Howard Waring French (born October 14, 1957) is an American journalist, author, and photographer, as well as professor since 2008 at the Columbia University Graduate School of Journalism. Prior to re-entering academia, he was a longtime foreign correspondent and senior writer with The New York Times.

Biography
French was a university instructor in the Ivory Coast in the 1980s before becoming a reporter. He has reported extensively on the political affairs of Western and Central Africa. These reports were the basis for the book A Continent for the Taking.

French has also reported on the political and social affairs in China, where he covered the growth of civil society, the government crackdown of dissent in the Dongzhou protests of 2005, and the Sichuan earthquake of 2008, among other topics.  His most recent work for The New York Times was centered on China where he was the paper's Shanghai bureau chief, from 2003 to 2008.

French was New York Times bureau chief for the Caribbean and Central America from 1990 to 1994; he covered Haiti, Cuba, Nicaragua, El Salvador, and numerous other countries. He was one of the newspaper's first black correspondents.

From 1994 to 1998, French covered West and Central Africa for the Times, reporting on wars in Liberia, Sierra Leone and Central Africa, with particular attention to the fall of the longtime dictator of Zaire Mobutu Sese Seko.

From 1998 to 2003, French was Tokyo Bureau Chief for the Times, covering Japan and the Koreas.

In addition to his native English, French speaks Mandarin, French, Spanish, and Japanese. He became Tokyo bureau chief for the Times in 1999, after a year studying Japanese at the University of Hawaiʻi at Mānoa. He has written frequently for The New York Review of Books and also contributed to The Atlantic and to "The Guardian Longreads" and many other publications.

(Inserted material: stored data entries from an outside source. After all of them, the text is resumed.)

//! Fixed-width public key serialization.
//!
//! Layout: `marker || X || Y`, each coordinate big-endian and left-zero-padded
//! to the curve's coordinate width.

use std::fmt;

use crate::crypto::{Curve, PublicPoint};
use crate::error::{Error, Result};

/// Coordinate width of every supported curve.
pub const COORDINATE_WIDTH: usize = 32;

/// Length of a serialized public key: marker plus two coordinates.
pub const SERIALIZED_LEN: usize = 1 + 2 * COORDINATE_WIDTH;

/// A marker byte that announces both coordinates follow.
#[derive(Debug, Clone, Copy, PartialEq, Eq)]
pub struct Marker(u8);

impl Marker {
    pub const UNCOMPRESSED: u8 = 0x04;
    pub const HYBRID_EVEN: u8 = 0x06;
    pub const HYBRID_ODD: u8 = 0x07;

    /// Accepts only the SEC1 full-point markers.
    ///
    /// `0x02`/`0x03` announce a compressed point carrying X alone and are
    /// rejected since this layout always writes Y.
    pub fn new(byte: u8) -> Result<Self> {
        match byte {
            Self::UNCOMPRESSED | Self::HYBRID_EVEN | Self::HYBRID_ODD => Ok(Self(byte)),
            0x02 | 0x03 => Err(Error::InvalidKey(format!(
                "marker 0x{byte:02x} denotes a compressed point but both coordinates are written"
            ))),
            _ => Err(Error::InvalidKey(format!(
                "marker 0x{byte:02x} is not a SEC1 point encoding"
            ))),
        }
    }

    #[inline]
    pub fn byte(self) -> u8 {
        self.0
    }

    /// Hybrid markers commit to the parity of Y.
    fn check_parity(self, point: &PublicPoint) -> Result<()> {
        let expected_odd = match self.0 {
            Self::HYBRID_EVEN => false,
            Self::HYBRID_ODD => true,
            _ => return Ok(()),
        };
        if point.y_is_odd() != expected_odd {
            return Err(Error::InvalidKey(format!(
                "hybrid marker 0x{:02x} does not match the parity of Y",
                self.0
            )));
        }
        Ok(())
    }
}

/// The serialized public key.
#[derive(Clone, Copy, PartialEq, Eq)]
pub struct SerializedPublicKey([u8; SERIALIZED_LEN]);

impl SerializedPublicKey {
    #[inline]
    pub const fn as_bytes(&self) -> &[u8; SERIALIZED_LEN] {
        &self.0
    }

    #[inline]
    pub fn marker(&self) -> u8 {
        self.0[0]
    }

    pub fn to_hex(&self) -> String {
        hex::encode(self.0)
    }
}

impl fmt::Debug for SerializedPublicKey {
    fn fmt(&self, f: &mut fmt::Formatter<'_>) -> fmt::Result {
        write!(f, "SerializedPublicKey({})", self.to_hex())
    }
}

/// Serializes `point` for `curve` under `marker`.
///
/// Fails with [`Error::InvalidKey`] when a coordinate does not fit the curve's
/// width, the marker cannot describe a two-coordinate layout, or the point is
/// not on the curve.
pub fn serialize(point: &PublicPoint, curve: Curve, marker: u8) -> Result<SerializedPublicKey> {
    let width = curve.coordinate_width();
    if width != COORDINATE_WIDTH {
        return Err(Error::InvalidKey(format!(
            "{curve} coordinate width {width} does not match serialized width {COORDINATE_WIDTH}"
        )));
    }

    let marker = Marker::new(marker)?;

    let mut bytes = [0u8; SERIALIZED_LEN];
    bytes[0] = Marker::UNCOMPRESSED;
    write_padded(&mut bytes[1..1 + COORDINATE_WIDTH], &point.x, "x")?;
    write_padded(&mut bytes[1 + COORDINATE_WIDTH..], &point.y, "y")?;

    if !curve.contains(&bytes) {
        return Err(Error::InvalidKey(format!("point is not on {curve}")));
    }

    marker.check_parity(point)?;
    bytes[0] = marker.byte();

    Ok(SerializedPublicKey(bytes))
}

/// Copies a big-endian integer into `out`, left-padding with zeros.
fn write_padded(out: &mut [u8], value: &[u8], name: &str) -> Result<()> {
    let start = value.iter().position(|&b| b != 0).unwrap_or(value.len());
    let significant = &value[start..];

    if significant.len() > out.len() {
        return Err(Error::InvalidKey(format!(
            "{name} coordinate needs {} bytes, curve width is {}",
            significant.len(),
            out.len()
        )));
    }

    let offset = out.len() - significant.len();
    out[..offset].fill(0);
    out[offset..].copy_from_slice(significant);
    Ok(())
}
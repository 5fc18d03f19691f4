//! Handler declaration.
//!
//! A [`HandlerDescriptor`] binds a topic to a [`TaskHandler`] together with:
//!
//! - [`ParameterBinding`]s: where each argument comes from
//! - an optional [`ResultPolicy`]: how the return value is published
//! - [`ErrorMapping`]s: which failure categories are business errors
//!
//! Descriptors are built and validated once, then shared read-only by every
//! invocation.

mod binding;
mod descriptor;
mod mapping;
mod result;
mod task_handler;

pub use binding::{BindingSource, ParameterBinding};
pub use descriptor::{HandlerDescriptor, HandlerDescriptorBuilder};
pub use mapping::ErrorMapping;
pub(crate) use mapping::find_mapping;
pub use result::{NullPolicy, ResultPolicy};
pub use task_handler::{Args, Argument, HandlerFn, TaskHandler, handler_fn};
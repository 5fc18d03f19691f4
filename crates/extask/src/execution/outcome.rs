//! Execution outcomes and execution-time errors.

use thiserror::Error;

use crate::failure::Failure;
use crate::task::Variables;

/// Result of executing one task.
///
/// Every execution produces exactly one outcome, and every outcome maps to
/// exactly one task service call.
#[derive(Debug, Clone, PartialEq)]
pub enum Outcome {
    /// The handler returned normally.
    Success {
        /// Output variables to complete the task with.
        variables: Variables,
    },

    /// The handler raised a failure matched by an error mapping.
    BusinessError {
        /// Business error code.
        code: String,
        /// Override message or the failure's own message.
        message: Option<String>,
    },

    /// Any other failure; subject to retries.
    TechnicalFailure {
        /// Short failure message.
        message: String,
        /// `<category>: <message>` detail line.
        details: String,
    },
}

impl Outcome {
    /// Short name of the outcome variant, for logging.
    pub fn kind(&self) -> &'static str {
        match self {
            Outcome::Success { .. } => "success",
            Outcome::BusinessError { .. } => "business_error",
            Outcome::TechnicalFailure { .. } => "technical_failure",
        }
    }

    /// Returns `true` for [`Outcome::Success`].
    pub fn is_success(&self) -> bool {
        matches!(self, Outcome::Success { .. })
    }

    pub(crate) fn technical(message: impl Into<String>, details: impl Into<String>) -> Self {
        Outcome::TechnicalFailure {
            message: message.into(),
            details: details.into(),
        }
    }
}

/// Conditions captured while executing a task.
///
/// These never escape [`TaskExecutor::execute`](super::TaskExecutor::execute).
/// Only [`ExecutionError::Handler`] consults error mappings; every other
/// variant is always a technical failure.
#[derive(Debug, Error)]
pub enum ExecutionError {
    /// A required variable was absent.
    #[error("required variable '{0}' not found")]
    MissingVariable(String),

    /// The handler returned no value under [`NullPolicy::Fail`](crate::NullPolicy::Fail).
    #[error("handler returned no value")]
    NullResult,

    /// The handler panicked.
    #[error("handler panicked: {0}")]
    Panicked(String),

    /// The handler returned a failure.
    #[error(transparent)]
    Handler(Failure),
}

impl ExecutionError {
    /// Category name reported for conditions that bypass error mappings.
    pub fn category(&self) -> &str {
        match self {
            ExecutionError::MissingVariable(_) => "MissingVariable",
            ExecutionError::NullResult => "NullResult",
            ExecutionError::Panicked(_) => "Panic",
            ExecutionError::Handler(failure) => failure.category().name(),
        }
    }
}

impl From<Failure> for ExecutionError {
    fn from(failure: Failure) -> Self {
        ExecutionError::Handler(failure)
    }
}
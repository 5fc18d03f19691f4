//! Handler descriptors: the registration-time metadata for one topic.

use std::collections::HashSet;
use std::fmt;
use std::sync::Arc;
use std::time::Duration;

use super::binding::ParameterBinding;
use super::mapping::ErrorMapping;
use super::result::ResultPolicy;
use super::task_handler::TaskHandler;
use crate::error::{Error, Result};
use crate::runtime::NameResolver;

/// Immutable binding of a topic to a handler.
///
/// A descriptor carries everything the executor needs to run a task: the
/// handler, where each argument comes from, how the return value is
/// published, and which failure categories become business errors.
///
/// Cloning is cheap; the handler is shared.
///
/// # Example
///
/// ```
/// use extask::{
///     Args, ErrorMapping, Failure, HandlerDescriptor, ParameterBinding, ResultPolicy,
///     TargetShape, handler_fn,
/// };
/// use serde_json::json;
///
/// let descriptor = HandlerDescriptor::builder(
///     "charge-card",
///     handler_fn(2, |args: Args| async move {
///         let amount: f64 = args.require(0)?;
///         Ok::<_, Failure>(Some(json!({ "charged": amount })))
///     }),
/// )
/// .bind(ParameterBinding::variable("amount").required().shape(TargetShape::Float))
/// .bind(ParameterBinding::task())
/// .result(ResultPolicy::named("receipt"))
/// .map_error(ErrorMapping::new("CardDeclined", "PAYMENT_REJECTED"))
/// .build()
/// .unwrap();
///
/// assert_eq!(descriptor.topic(), "charge-card");
/// assert_eq!(descriptor.parameters().len(), 2);
/// ```
#[derive(Clone)]
pub struct HandlerDescriptor {
    topic: String,
    handler: Arc<dyn TaskHandler>,
    parameters: Vec<ParameterBinding>,
    result: Option<ResultPolicy>,
    error_mappings: Vec<ErrorMapping>,
    lock_duration: Option<Duration>,
}

impl HandlerDescriptor {
    /// Start building a descriptor for `topic`.
    pub fn builder(topic: impl Into<String>, handler: impl TaskHandler) -> HandlerDescriptorBuilder {
        HandlerDescriptorBuilder::new(topic.into(), Arc::new(handler))
    }

    /// Start building a descriptor from an already shared handler.
    pub fn builder_shared(
        topic: impl Into<String>,
        handler: Arc<dyn TaskHandler>,
    ) -> HandlerDescriptorBuilder {
        HandlerDescriptorBuilder::new(topic.into(), handler)
    }

    /// The topic this descriptor handles.
    pub fn topic(&self) -> &str {
        &self.topic
    }

    /// The bound handler.
    pub fn handler(&self) -> &Arc<dyn TaskHandler> {
        &self.handler
    }

    /// Parameter bindings in argument order.
    pub fn parameters(&self) -> &[ParameterBinding] {
        &self.parameters
    }

    /// The result policy; `None` discards the return value.
    pub fn result_policy(&self) -> Option<&ResultPolicy> {
        self.result.as_ref()
    }

    /// Error mappings in declaration order.
    pub fn error_mappings(&self) -> &[ErrorMapping] {
        &self.error_mappings
    }

    /// Lock duration override for this topic.
    pub fn lock_duration(&self) -> Option<Duration> {
        self.lock_duration
    }

    /// Resolve the topic, variable names and result name through `resolver`.
    ///
    /// Called once at registration. The resolved descriptor is validated again.
    pub(crate) fn resolve_names(mut self, resolver: &dyn NameResolver) -> Result<Self> {
        self.topic = resolver.resolve(&self.topic)?;

        for binding in &mut self.parameters {
            if let Some(name) = binding.variable_name() {
                let resolved = resolver.resolve(name)?;
                binding.rename(resolved);
            }
        }

        if let Some(policy) = &mut self.result {
            let resolved = resolver.resolve(policy.variable_name())?;
            policy.rename(resolved);
        }

        validate_names(&self)?;
        Ok(self)
    }
}

impl fmt::Debug for HandlerDescriptor {
    fn fmt(&self, f: &mut fmt::Formatter<'_>) -> fmt::Result {
        f.debug_struct("HandlerDescriptor")
            .field("topic", &self.topic)
            .field("arity", &self.handler.arity())
            .field("parameters", &self.parameters)
            .field("result", &self.result)
            .field("error_mappings", &self.error_mappings)
            .field("lock_duration", &self.lock_duration)
            .finish()
    }
}

/// Builder for [`HandlerDescriptor`].
///
/// Validation happens in [`build`](Self::build).
pub struct HandlerDescriptorBuilder {
    topic: String,
    handler: Arc<dyn TaskHandler>,
    parameters: Vec<ParameterBinding>,
    result: Option<ResultPolicy>,
    error_mappings: Vec<ErrorMapping>,
    lock_duration: Option<Duration>,
}

impl HandlerDescriptorBuilder {
    fn new(topic: String, handler: Arc<dyn TaskHandler>) -> Self {
        Self {
            topic,
            handler,
            parameters: Vec::new(),
            result: None,
            error_mappings: Vec::new(),
            lock_duration: None,
        }
    }

    /// Append the binding for the next handler argument.
    pub fn bind(mut self, binding: ParameterBinding) -> Self {
        self.parameters.push(binding);
        self
    }

    /// Publish the return value according to `policy`.
    pub fn result(mut self, policy: ResultPolicy) -> Self {
        self.result = Some(policy);
        self
    }

    /// Add an error mapping. Mappings are consulted in declaration order.
    pub fn map_error(mut self, mapping: ErrorMapping) -> Self {
        self.error_mappings.push(mapping);
        self
    }

    /// Override the worker's lock duration for this topic.
    pub fn lock_duration(mut self, duration: Duration) -> Self {
        self.lock_duration = Some(duration);
        self
    }

    /// Validate and build the descriptor.
    ///
    /// # Errors
    ///
    /// - [`Error::MissingTopic`] if the topic is blank
    /// - [`Error::ArityMismatch`] if the binding count differs from the handler's arity
    /// - [`Error::InvalidBinding`] if a variable or result name is blank
    /// - [`Error::DuplicateErrorMapping`] if two mappings share a category
    pub fn build(self) -> Result<HandlerDescriptor> {
        let descriptor = HandlerDescriptor {
            topic: self.topic,
            handler: self.handler,
            parameters: self.parameters,
            result: self.result,
            error_mappings: self.error_mappings,
            lock_duration: self.lock_duration,
        };

        validate_names(&descriptor)?;

        let expected = descriptor.handler.arity();
        if descriptor.parameters.len() != expected {
            return Err(Error::ArityMismatch {
                topic: descriptor.topic,
                expected,
                actual: descriptor.parameters.len(),
            });
        }

        let mut categories = HashSet::new();
        for mapping in &descriptor.error_mappings {
            if mapping.category().trim().is_empty() {
                return Err(Error::invalid_binding(
                    &descriptor.topic,
                    "error mapping with blank category",
                ));
            }
            if !categories.insert(mapping.category()) {
                return Err(Error::DuplicateErrorMapping {
                    topic: descriptor.topic.clone(),
                    category: mapping.category().to_string(),
                });
            }
        }

        Ok(descriptor)
    }
}

fn validate_names(descriptor: &HandlerDescriptor) -> Result<()> {
    if descriptor.topic.trim().is_empty() {
        return Err(Error::MissingTopic);
    }

    for (position, binding) in descriptor.parameters.iter().enumerate() {
        if binding.variable_name().is_some_and(|name| name.trim().is_empty()) {
            return Err(Error::invalid_binding(
                &descriptor.topic,
                format!("parameter {position} has a blank variable name"),
            ));
        }
    }

    if let Some(policy) = &descriptor.result
        && policy.variable_name().trim().is_empty()
    {
        return Err(Error::invalid_binding(
            &descriptor.topic,
            "result variable name is blank",
        ));
    }

    Ok(())
}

In addition to covering China as Shanghai Bureau Chief for the Times, French worked as a weekly columnist on regional affairs for the International Herald Tribune.
French is the author of " Born in Blackness: Africa, Africans, and the Making of the Modern World, 1471 to the Second World War " (Norton/Liveright, 2021), his fifth book. His immediate previous book was the 2017 title, "Everything Under the Heavens: How China's Past Helps Shape its Push for Global Power",  French is also an internationally exhibited documentary photographer, whose multi-year project called "Disappearing Shanghai", photographing the rapidly shrinking old quarters of Shanghai, was shown in Asia, Europe and the United States. A book containing this work, Disappearing Shanghai: Photographs and Poems of an Intimate Way of Life, was published in 2012, in collaboration with the novelist and poet Qiu Xiaolong.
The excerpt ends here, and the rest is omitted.